(Extracted material Opens)

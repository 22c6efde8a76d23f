use crate::error::{StoreError, StoreResult};
use crate::types::{FieldRef, FromValue, Schema, Value};

/// Borrowed view of one stored row.
///
/// Values for schema fields come first, in schema order; retained extra source columns follow
/// and are reachable only by ordinal through [`RowView::extra`].
#[derive(Debug, Clone, Copy)]
pub struct RowView<'a> {
    index: usize,
    schema: &'a Schema,
    values: &'a [Value],
}

impl<'a> RowView<'a> {
    pub(crate) fn new(index: usize, schema: &'a Schema, values: &'a [Value]) -> Self {
        Self {
            index,
            schema,
            values,
        }
    }

    /// Position of this row in the store.
    pub fn index(&self) -> usize {
        self.index
    }

    /// Value of a schema field.
    pub fn get<'f>(&self, field: impl Into<FieldRef<'f>>) -> StoreResult<&'a Value> {
        let field = field.into();
        let pos = self
            .schema
            .resolve(field)
            .ok_or_else(|| StoreError::UnknownField(field.to_string()))?;
        Ok(&self.values[pos])
    }

    /// Typed value of a schema field; `Ok(None)` for null or non-convertible values.
    pub fn get_as<'f, T: FromValue>(&self, field: impl Into<FieldRef<'f>>) -> StoreResult<Option<T>> {
        self.get(field).map(T::from_value)
    }

    /// All values: schema fields, then extras.
    pub fn values(&self) -> &'a [Value] {
        self.values
    }

    /// Values of the schema fields, in schema order.
    pub fn fields(&self) -> &'a [Value] {
        &self.values[..self.schema.len()]
    }

    /// Source columns no schema field is bound to, in source order.
    pub fn extras(&self) -> &'a [Value] {
        &self.values[self.schema.len()..]
    }

    /// The `i`-th extra column.
    pub fn extra(&self, i: usize) -> Option<&'a Value> {
        self.extras().get(i)
    }
}

impl PartialEq for RowView<'_> {
    fn eq(&self, other: &Self) -> bool {
        self.index == other.index && self.values == other.values
    }
}
//! Parse throughput on generated input.
//!
//! Run with: cargo bench --bench ingestion

use criterion::{black_box, criterion_group, criterion_main, BenchmarkId, Criterion, Throughput};
use typed_csv_store::ingestion::{coerce, parse, LoaderOptions, Tokenizer};
use typed_csv_store::types::Schema;

fn generate(rows: usize) -> String {
    let mut text = String::from("id,name,score,active,note\n");
    for i in 0..rows {
        text.push_str(&format!(
            "{i},user_{i},{}.{},{},\"said \"\"hi\"\" #{i}\"\n",
            i % 100,
            i % 10,
            i % 2 == 0
        ));
    }
    text
}

fn bench_parse(c: &mut Criterion) {
    let schema = Schema::from_names(["id", "name", "score", "active", "note"]);
    let opts = LoaderOptions::default();
    let mut group = c.benchmark_group("parse");

    for rows in [1_000usize, 10_000, 100_000] {
        let text = generate(rows);
        group.throughput(Throughput::Bytes(text.len() as u64));
        group.bench_with_input(BenchmarkId::from_parameter(rows), &text, |b, text| {
            b.iter(|| parse(black_box(text), &schema, &opts).map(|s| s.row_count()))
        });
    }
    group.finish();
}

fn bench_tokenize(c: &mut Criterion) {
    let tokenizer = Tokenizer::default();
    let mut group = c.benchmark_group("tokenize_line");

    group.bench_function("unquoted", |b| {
        b.iter(|| tokenizer.tokenize(black_box("12345,alice,98.5,true,plain note")).map(|f| f.len()))
    });
    group.bench_function("escaped", |b| {
        b.iter(|| tokenizer.tokenize(black_box(r#"12345,"alice, a","say ""hi""",true,"x""#)).map(|f| f.len()))
    });
    group.finish();
}

fn bench_coerce(c: &mut Criterion) {
    let mut group = c.benchmark_group("coerce");
    for text in ["42", "42.5", "TRUE", "hello world", "123456789012345678901234567890"] {
        group.bench_with_input(BenchmarkId::from_parameter(text), text, |b, text| {
            b.iter(|| coerce(black_box(text)))
        });
    }
    group.finish();
}

criterion_group!(benches, bench_parse, bench_tokenize, bench_coerce);
criterion_main!(benches);
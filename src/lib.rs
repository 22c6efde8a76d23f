//! `typed-csv-store` loads delimited text into a schematized, in-memory [`store::TypedStore`]
//! and validates the result against declarative per-field rules.
//!
//! The two entrypoints are [`ingestion::parse`] and [`validation::validate`]:
//!
//! - `parse` tokenizes the text (RFC4180-style quoting, zero-copy where possible), binds schema
//!   fields to columns by header name or by position, and infers a typed [`types::Value`] for
//!   every cell. It either yields a complete store or a single [`IngestionError`].
//! - `validate` checks the store against the schema's rules and returns a
//!   [`validation::ValidationReport`] listing *every* violation.
//!
//! ## Cell values
//!
//! Each cell is inferred with a fixed cascade:
//!
//! - `true`/`false` (any case) -> [`types::Value::Bool`]
//! - text without a decimal point that fits `i64` -> [`types::Value::Int64`]
//! - other numeric text -> [`types::Value::Float64`]
//! - anything else -> [`types::Value::Utf8`]
//! - empty fields -> [`types::Value::Null`]
//!
//! ## Store access
//!
//! The store keeps rows and columns in sync: `store.row(i)?.get(f)` and `store.column(f)?[i]`
//! always agree. Value indexes ([`store::TypedStore::build_index`]) are built lazily, once.
//!
//! ## Quick example
//!
//! ```rust
//! use typed_csv_store::ingestion::{parse, LoaderOptions};
//! use typed_csv_store::types::{Field, Schema, Value};
//! use typed_csv_store::validation::validate;
//!
//! # fn main() -> Result<(), Box<dyn std::error::Error>> {
//! let schema = Schema::new(vec![
//!     Field::new("ID").primary_key(),
//!     Field::new("Name").required(),
//!     Field::new("Level").range(1.0, 100.0),
//! ]);
//!
//! let text = "ID,Name,Level\n1,Alice,10\n2,Bob,\n2,Carol,5\n";
//! let store = parse(text, &schema, &LoaderOptions::default())?;
//! assert_eq!(store.column("Level")?, &[Value::Int64(10), Value::Null, Value::Int64(5)]);
//!
//! let report = validate(&store, &schema)?;
//! assert_eq!(report.error_count(), 1);
//! assert_eq!(report.errors[0].row, Some(2));
//! # Ok(())
//! # }
//! ```
//!
//! ## Observability
//!
//! Parse outcomes can be reported to an [`ingestion::IngestionObserver`] set on
//! [`ingestion::LoaderOptions::observer`]; built-in sinks write to stderr, a log file, or the
//! `tracing` facade. The loader and evaluator also emit `tracing` events of their own.
//!
//! ```rust
//! use std::sync::Arc;
//!
//! use typed_csv_store::ingestion::{parse, IngestionSeverity, LoaderOptions, StdErrObserver};
//! use typed_csv_store::types::Schema;
//!
//! let opts = LoaderOptions {
//!     observer: Some(Arc::new(StdErrObserver)),
//!     alert_at_or_above: IngestionSeverity::Error,
//!     ..Default::default()
//! };
//! let _ = parse("ID\n1\n", &Schema::from_names(["ID"]), &opts);
//! ```

pub mod error;
pub mod export;
pub mod ingestion;
pub mod store;
pub mod types;
pub mod validation;

pub use error::{IngestionError, IngestionResult, SchemaError, StoreError, StoreResult};
pub use ingestion::parse;
pub use validation::validate;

(Extracted material Closes)

» What to do: Given the records above, restate word for word only the lines starting at the one with "filename src/lib.rs" and ending at the one with "The two entrypoints".

» Answer section:
filename src/lib.rs
repository 22c6efde8a76d23f
//! `typed-csv-store` loads delimited text into a schematized, in-memory [`store::TypedStore`]
//! and validates the result against declarative per-field rules.
//!
//! The two entrypoints are [`ingestion::parse`] and [`validation::validate`]:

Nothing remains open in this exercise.